Stored data:
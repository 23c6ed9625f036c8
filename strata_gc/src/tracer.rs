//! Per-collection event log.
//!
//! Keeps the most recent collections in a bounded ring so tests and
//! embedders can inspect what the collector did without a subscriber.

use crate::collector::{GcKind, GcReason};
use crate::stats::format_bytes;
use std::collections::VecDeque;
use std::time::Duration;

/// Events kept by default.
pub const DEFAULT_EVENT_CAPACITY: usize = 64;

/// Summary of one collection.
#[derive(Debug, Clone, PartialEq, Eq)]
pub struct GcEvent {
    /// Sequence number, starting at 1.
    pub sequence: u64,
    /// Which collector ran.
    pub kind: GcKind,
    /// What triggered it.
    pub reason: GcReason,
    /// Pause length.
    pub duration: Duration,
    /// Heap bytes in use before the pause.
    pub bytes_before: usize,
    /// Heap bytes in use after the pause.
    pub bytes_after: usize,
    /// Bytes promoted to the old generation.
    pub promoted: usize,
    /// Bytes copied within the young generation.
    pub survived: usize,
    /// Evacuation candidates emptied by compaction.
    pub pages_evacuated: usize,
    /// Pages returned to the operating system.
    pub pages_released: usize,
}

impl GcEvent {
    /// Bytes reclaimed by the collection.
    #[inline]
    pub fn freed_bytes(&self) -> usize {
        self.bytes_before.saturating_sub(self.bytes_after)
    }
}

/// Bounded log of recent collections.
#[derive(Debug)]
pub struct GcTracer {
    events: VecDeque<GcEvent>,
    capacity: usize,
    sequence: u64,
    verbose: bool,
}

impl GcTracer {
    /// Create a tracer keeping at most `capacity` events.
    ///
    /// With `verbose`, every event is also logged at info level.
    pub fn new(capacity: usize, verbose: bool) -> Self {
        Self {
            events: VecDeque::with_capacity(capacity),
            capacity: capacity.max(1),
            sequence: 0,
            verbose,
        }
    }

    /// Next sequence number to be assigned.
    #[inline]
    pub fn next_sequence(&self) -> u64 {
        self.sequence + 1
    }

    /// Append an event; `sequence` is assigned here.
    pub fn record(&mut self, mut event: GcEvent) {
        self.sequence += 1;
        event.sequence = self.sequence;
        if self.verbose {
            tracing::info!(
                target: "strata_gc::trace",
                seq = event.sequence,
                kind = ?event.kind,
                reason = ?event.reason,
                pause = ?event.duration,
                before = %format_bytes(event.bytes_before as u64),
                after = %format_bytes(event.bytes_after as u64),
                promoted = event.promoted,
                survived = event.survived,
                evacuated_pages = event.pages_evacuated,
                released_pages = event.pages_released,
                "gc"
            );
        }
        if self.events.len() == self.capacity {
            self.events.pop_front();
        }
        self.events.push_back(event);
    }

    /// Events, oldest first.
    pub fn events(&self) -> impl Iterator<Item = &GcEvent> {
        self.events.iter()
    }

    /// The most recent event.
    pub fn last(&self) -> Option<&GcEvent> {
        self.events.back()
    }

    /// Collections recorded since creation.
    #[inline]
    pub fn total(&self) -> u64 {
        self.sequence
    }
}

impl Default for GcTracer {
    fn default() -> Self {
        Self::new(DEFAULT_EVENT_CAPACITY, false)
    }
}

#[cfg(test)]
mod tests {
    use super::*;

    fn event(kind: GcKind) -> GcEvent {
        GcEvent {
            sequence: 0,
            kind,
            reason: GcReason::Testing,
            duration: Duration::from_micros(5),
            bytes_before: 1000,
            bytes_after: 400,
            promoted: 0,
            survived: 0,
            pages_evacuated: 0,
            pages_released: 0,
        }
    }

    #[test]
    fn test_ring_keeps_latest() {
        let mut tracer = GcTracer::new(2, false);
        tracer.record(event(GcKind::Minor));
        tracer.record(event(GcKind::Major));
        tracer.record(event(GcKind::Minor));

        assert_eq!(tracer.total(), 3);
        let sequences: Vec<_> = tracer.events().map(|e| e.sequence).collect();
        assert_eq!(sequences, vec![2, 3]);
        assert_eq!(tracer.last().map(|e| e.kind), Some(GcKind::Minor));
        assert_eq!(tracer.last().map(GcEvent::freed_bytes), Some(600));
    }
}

ASSIGNED TASK: Give back the data above exactly as it appears.

OUTPUT OF THE TASK:
repository 23c6ed9625f036c8
filename strata_gc/src/tracer.rs
//! Per-collection event log.
//!
//! Keeps the most recent collections in a bounded ring so tests and
//! embedders can inspect what the collector did without a subscriber.

use crate::collector::{GcKind, GcReason};
use crate::stats::format_bytes;
use std::collections::VecDeque;
use std::time::Duration;

/// Events kept by default.
pub const DEFAULT_EVENT_CAPACITY: usize = 64;

/// Summary of one collection.
#[derive(Debug, Clone, PartialEq, Eq)]
pub struct GcEvent {
    /// Sequence number, starting at 1.
    pub sequence: u64,
    /// Which collector ran.
    pub kind: GcKind,
    /// What triggered it.
    pub reason: GcReason,
    /// Pause length.
    pub duration: Duration,
    /// Heap bytes in use before the pause.
    pub bytes_before: usize,
    /// Heap bytes in use after the pause.
    pub bytes_after: usize,
    /// Bytes promoted to the old generation.
    pub promoted: usize,
    /// Bytes copied within the young generation.
    pub survived: usize,
    /// Evacuation candidates emptied by compaction.
    pub pages_evacuated: usize,
    /// Pages returned to the operating system.
    pub pages_released: usize,
}

impl GcEvent {
    /// Bytes reclaimed by the collection.
    #[inline]
    pub fn freed_bytes(&self) -> usize {
        self.bytes_before.saturating_sub(self.bytes_after)
    }
}

/// Bounded log of recent collections.
#[derive(Debug)]
pub struct GcTracer {
    events: VecDeque<GcEvent>,
    capacity: usize,
    sequence: u64,
    verbose: bool,
}

impl GcTracer {
    /// Create a tracer keeping at most `capacity` events.
    ///
    /// With `verbose`, every event is also logged at info level.
    pub fn new(capacity: usize, verbose: bool) -> Self {
        Self {
            events: VecDeque::with_capacity(capacity),
            capacity: capacity.max(1),
            sequence: 0,
            verbose,
        }
    }

    /// Next sequence number to be assigned.
    #[inline]
    pub fn next_sequence(&self) -> u64 {
        self.sequence + 1
    }

    /// Append an event; `sequence` is assigned here.
    pub fn record(&mut self, mut event: GcEvent) {
        self.sequence += 1;
        event.sequence = self.sequence;
        if self.verbose {
            tracing::info!(
                target: "strata_gc::trace",
                seq = event.sequence,
                kind = ?event.kind,
                reason = ?event.reason,
                pause = ?event.duration,
                before = %format_bytes(event.bytes_before as u64),
                after = %format_bytes(event.bytes_after as u64),
                promoted = event.promoted,
                survived = event.survived,
                evacuated_pages = event.pages_evacuated,
                released_pages = event.pages_released,
                "gc"
            );
        }
        if self.events.len() == self.capacity {
            self.events.pop_front();
        }
        self.events.push_back(event);
    }

    /// Events, oldest first.
    pub fn events(&self) -> impl Iterator<Item = &GcEvent> {
        self.events.iter()
    }

    /// The most recent event.
    pub fn last(&self) -> Option<&GcEvent> {
        self.events.back()
    }

    /// Collections recorded since creation.
    #[inline]
    pub fn total(&self) -> u64 {
        self.sequence
    }
}

impl Default for GcTracer {
    fn default() -> Self {
        Self::new(DEFAULT_EVENT_CAPACITY, false)
    }
}

#[cfg(test)]
mod tests {
    use super::*;

    fn event(kind: GcKind) -> GcEvent {
        GcEvent {
            sequence: 0,
            kind,
            reason: GcReason::Testing,
            duration: Duration::from_micros(5),
            bytes_before: 1000,
            bytes_after: 400,
            promoted: 0,
            survived: 0,
            pages_evacuated: 0,
            pages_released: 0,
        }
    }

    #[test]
    fn test_ring_keeps_latest() {
        let mut tracer = GcTracer::new(2, false);
        tracer.record(event(GcKind::Minor));
        tracer.record(event(GcKind::Major));
        tracer.record(event(GcKind::Minor));

        assert_eq!(tracer.total(), 3);
        let sequences: Vec<_> = tracer.events().map(|e| e.sequence).collect();
        assert_eq!(sequences, vec![2, 3]);
        assert_eq!(tracer.last().map(|e| e.kind), Some(GcKind::Minor));
        assert_eq!(tracer.last().map(GcEvent::freed_bytes), Some(600));
    }
}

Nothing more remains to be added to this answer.